GET YOUR GEAR IN ORDER
You’ll be deep in the backcountry, away from civilization and, likely, cell service, so it’s vital to get your gear dialed well in advance. Make a checklist, not just for yourself, but for the whole crew. Creating a spreadsheet that everyone can work off of is a great approach. List out everything you will need—things like a first aid kit, batteries, a device to crank tunes, and maybe some whiskey. The hut will probably come equipped with some essentials, so see what’s included when booking. Realize that someone will still forget something—so don’t hesitate to double and triple check. But, if someone still manages not to remember his pants, well, that’s on him.
As easy as it is to overpack, it’s just as easy to underpack. Make the absolute essentials your priority—things like your beacon, probe, shovel, skins, layers, gloves, radios, headlamp, ample food, and so forth. Then consider items less vital. For some, those may be the speaker and whiskey; for others, those may be almost as essential. If you’ve got a buddy with a sled, and the approach is sled-accessible, consider offering him some incentive to shuttle the lessthan-essential gear from the trailhead to the hut. This becomes even more pertinent if you’re focused on those latenight festivities. In that case, you won’t want to run out of beverages.
PLAN OUT MEALS
Planning meals is a must. What are you going to eat? Do you want to cook full gourmet meals, or are you planning on going the freeze-dried route? Will you have to treat your water, pack it in, or is it available at the hut? It really comes down to your crew and the sort of experience everyone is after. If it’s a small crew of selfsufficient buddies, then you can probably get away with a low-key eating regimen. But if you’ve got a big crew all over the spectrum, consider the more gourmet route. This is where those buddies with the sleds can be heroes once again. Whatever you decide, consider cutting down on waste, time, and weight, by removing food from packaging and prepping what you can at home.
This can coincide with the gear checklist you drafted with the crew. Most likely, everyone will want to pitch in and feel they are contributing to the cause, so designate some duties. Maybe one person is in charge of doing the grocery shopping, while another takes care of acquiring the libations. Someone else can take the lead on resources for entertainment— whatever that means to your group. By assigning responsibilities, it helps build camaraderie among the crew well before you embark on your trip. This proves especially beneficial when you have new acquaintances coming together.
PLAN FOR THE UNEXPECTED
As much as you don’t want to consider the worst, it’s essential that you do. Take into consideration things like whether the zone has backcountry patrollers, and if so, what channel their radios are set to.

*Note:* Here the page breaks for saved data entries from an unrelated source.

//! Moves existing notes onto a changed note model
//!
//! A note whose incoming model UUID differs from its local one is migrated
//! through a `ModelMap`. The map for each (old, new) pair is obtained once
//! per session, from the cache or from the resolver, and reused for every
//! later note making the same transition. Migration happens on the
//! in-memory note; committing it is left to the caller.

use std::collections::{HashMap, HashSet};

use uuid::Uuid;

use crate::collection::{ModelMap, Note, NoteModel, NoteStore};

use super::error::{Result, StoreResultExt, SyncError};
use super::model_map::{ModelMapCache, ModelResolver, Resolution};

pub struct ModelReconciler<'r> {
    cache: ModelMapCache,
    /// Transitions the operator declined; never offered again this session
    declined: HashSet<(Uuid, Uuid)>,
    /// Transitions whose resolved map failed validation, with the reason
    rejected: HashMap<(Uuid, Uuid), String>,
    resolver: Option<Box<dyn ModelResolver + 'r>>,
}

impl<'r> ModelReconciler<'r> {
    /// A reconciler that only applies maps already in its cache
    pub fn new() -> Self {
        Self {
            cache: ModelMapCache::new(),
            declined: HashSet::new(),
            rejected: HashMap::new(),
            resolver: None,
        }
    }

    pub fn with_resolver(resolver: impl ModelResolver + 'r) -> Self {
        Self {
            resolver: Some(Box::new(resolver)),
            ..Self::new()
        }
    }

    pub fn cache(&self) -> &ModelMapCache {
        &self.cache
    }

    /// Find the map taking `note` from `old` onto `new`, asking the resolver
    /// on the first encounter of this transition.
    ///
    /// Returns `None` when the models are the same. Nothing is written to
    /// the store.
    pub fn prepare(
        &mut self,
        note: Uuid,
        old: &NoteModel,
        new: &NoteModel,
    ) -> Result<Option<ModelMap>> {
        if old.uuid == new.uuid {
            return Ok(None);
        }

        let pair = (old.uuid, new.uuid);
        if let Some(map) = self.cache.get(old.uuid, new.uuid) {
            log::debug!("Reusing cached map {} -> {} for note {}", old.uuid, new.uuid, note);
            return Ok(Some(map.clone()));
        }

        if self.declined.contains(&pair) {
            return Err(SyncError::MappingCancelled {
                note,
                old_model: old.uuid,
                new_model: new.uuid,
            });
        }

        if let Some(reason) = self.rejected.get(&pair) {
            return Err(SyncError::InvalidMapping {
                note,
                old_model: old.uuid,
                new_model: new.uuid,
                reason: reason.clone(),
            });
        }

        let Some(resolver) = self.resolver.as_mut() else {
            return Err(SyncError::AmbiguousMapping {
                note,
                old_model: old.uuid,
                new_model: new.uuid,
            });
        };

        log::info!(
            "Resolving model change '{}' ({}) -> '{}' ({})",
            old.name,
            old.uuid,
            new.name,
            new.uuid
        );
        match resolver.resolve(old, new) {
            Resolution::Mapped(map) => match map.validate(old, new) {
                Ok(()) => Ok(Some(self.cache.insert(old.uuid, new.uuid, map).clone())),
                Err(reason) => {
                    log::warn!("Rejected map {} -> {}: {}", old.uuid, new.uuid, reason);
                    self.rejected.insert(pair, reason.clone());
                    Err(SyncError::InvalidMapping {
                        note,
                        old_model: old.uuid,
                        new_model: new.uuid,
                        reason,
                    })
                }
            },
            Resolution::Cancelled => {
                log::warn!("Model change {} -> {} declined", old.uuid, new.uuid);
                self.declined.insert(pair);
                Err(SyncError::MappingCancelled {
                    note,
                    old_model: old.uuid,
                    new_model: new.uuid,
                })
            }
        }
    }

    /// Bring `note` onto `new` in memory, looking up its current model in
    /// `store`. A note already on `new` is returned unchanged. The store is
    /// only read.
    pub fn reconcile<S: NoteStore>(
        &mut self,
        store: &S,
        mut note: Note,
        new: &NoteModel,
    ) -> Result<Note> {
        if note.model_uuid == new.uuid {
            return Ok(note);
        }

        let old = store
            .find_model(note.model_uuid)
            .for_note(note.guid)?
            .ok_or(SyncError::UnknownModel {
                note: note.guid,
                model: note.model_uuid,
            })?;

        if let Some(map) = self.prepare(note.guid, &old, new)? {
            note.migrate(new, &map);
        }
        Ok(note)
    }
}

impl Default for ModelReconciler<'_> {
    fn default() -> Self {
        Self::new()
    }
}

Know where the nearest town is, where the nearest hospital is, and where you can potentially find cell service. Devise a plan of action with your crew before your trip and before each and every tour. Outside of your group, communicate with friends and family to let them know where you’re going, how long you’ll be gone, and how to get in contact in the event that something happens.

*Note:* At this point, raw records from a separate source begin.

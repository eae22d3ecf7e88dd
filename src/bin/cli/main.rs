mod app;
mod commands;
mod prompt;

use std::path::PathBuf;

use clap::{Parser, Subcommand};

#[derive(Parser)]
#[command(name = "deckshare-cli", about = "Import, export and subscribe to shared decks", version)]
struct Cli {
    /// Collection directory (default: platform data dir)
    #[arg(long, global = true)]
    collection: Option<PathBuf>,

    /// Subscription registry file (default: platform config dir)
    #[arg(long, global = true)]
    subscriptions: Option<PathBuf>,

    /// Output format
    #[arg(long, global = true, default_value = "plain")]
    format: OutputFormat,

    #[command(subcommand)]
    command: Command,
}

#[derive(Clone, Debug, clap::ValueEnum)]
pub enum OutputFormat {
    Plain,
    Json,
}

#[derive(Subcommand)]
enum Command {
    /// Import a deck payload into a local deck
    Import {
        /// Deck payload JSON file
        payload: PathBuf,
        /// Local deck name (created if missing); defaults to the subscription's deck
        #[arg(long, required_unless_present = "subscription")]
        deck: Option<String>,
        /// Import settings TOML file
        #[arg(long)]
        config: Option<PathBuf>,
        /// Import as an update of this subscription
        #[arg(long)]
        subscription: Option<String>,
        /// Map changed models by matching field and template names
        #[arg(long, conflicts_with = "interactive")]
        map_by_name: bool,
        /// Ask on stdin how to map each changed model
        #[arg(long)]
        interactive: bool,
    },

    /// Export a local deck as a payload
    Export {
        /// Local deck name
        #[arg(long)]
        deck: String,
        /// Output file (default: stdout)
        #[arg(short, long)]
        output: Option<PathBuf>,
    },

    /// Manage subscribed decks
    #[command(subcommand)]
    Subs(SubsCommand),
}

#[derive(Subcommand)]
enum SubsCommand {
    /// List subscriptions
    List,
    /// Subscribe to a deck
    Add { key: String },
    /// Unsubscribe from a deck
    Remove { key: String },
    /// Set the local deck a subscription imports into
    SetDeck { key: String, deck: String },
    /// Subscribe to or unsubscribe from an optional tag group
    Tag {
        key: String,
        tag: String,
        state: Toggle,
    },
}

#[derive(Clone, Copy, Debug, clap::ValueEnum)]
enum Toggle {
    On,
    Off,
}

fn main() -> anyhow::Result<()> {
    env_logger::init();

    let cli = Cli::parse();
    let app = app::App::new(cli.collection, cli.subscriptions)?;

    match cli.command {
        Command::Import {
            payload,
            deck,
            config,
            subscription,
            map_by_name,
            interactive,
        } => {
            let mapping = if interactive {
                commands::import::Mapping::Interactive
            } else if map_by_name {
                commands::import::Mapping::ByName
            } else {
                commands::import::Mapping::Cached
            };
            commands::import::run(
                &app,
                &payload,
                deck.as_deref(),
                config.as_deref(),
                subscription.as_deref(),
                mapping,
                &cli.format,
            )?;
        }
        Command::Export { deck, output } => {
            commands::export::run(&app, &deck, output.as_deref())?;
        }
        Command::Subs(subcmd) => match subcmd {
            SubsCommand::List => commands::subs::run_list(&app, &cli.format)?,
            SubsCommand::Add { key } => commands::subs::run_add(&app, &key)?,
            SubsCommand::Remove { key } => commands::subs::run_remove(&app, &key)?,
            SubsCommand::SetDeck { key, deck } => commands::subs::run_set_deck(&app, &key, &deck)?,
            SubsCommand::Tag { key, tag, state } => {
                commands::subs::run_tag(&app, &key, &tag, matches!(state, Toggle::On))?
            }
        },
    }

    Ok(())
}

USE IT AS AN AVALANCHE REFRESHER
Before you embark on any backcountry adventure, it’s important to have up-to-date avalanche safety knowledge. If possible, take the opportunity to rally the crew together for hands-on practice, like beacon drills or mock rescue scenarios. Have fun with it, and ensure you’re prepared in the event of an emergency. Pick up some reading materials from your local library, watch videos online, and take responsibility for ensuring you, and those with you, have a safe and enjoyable experience.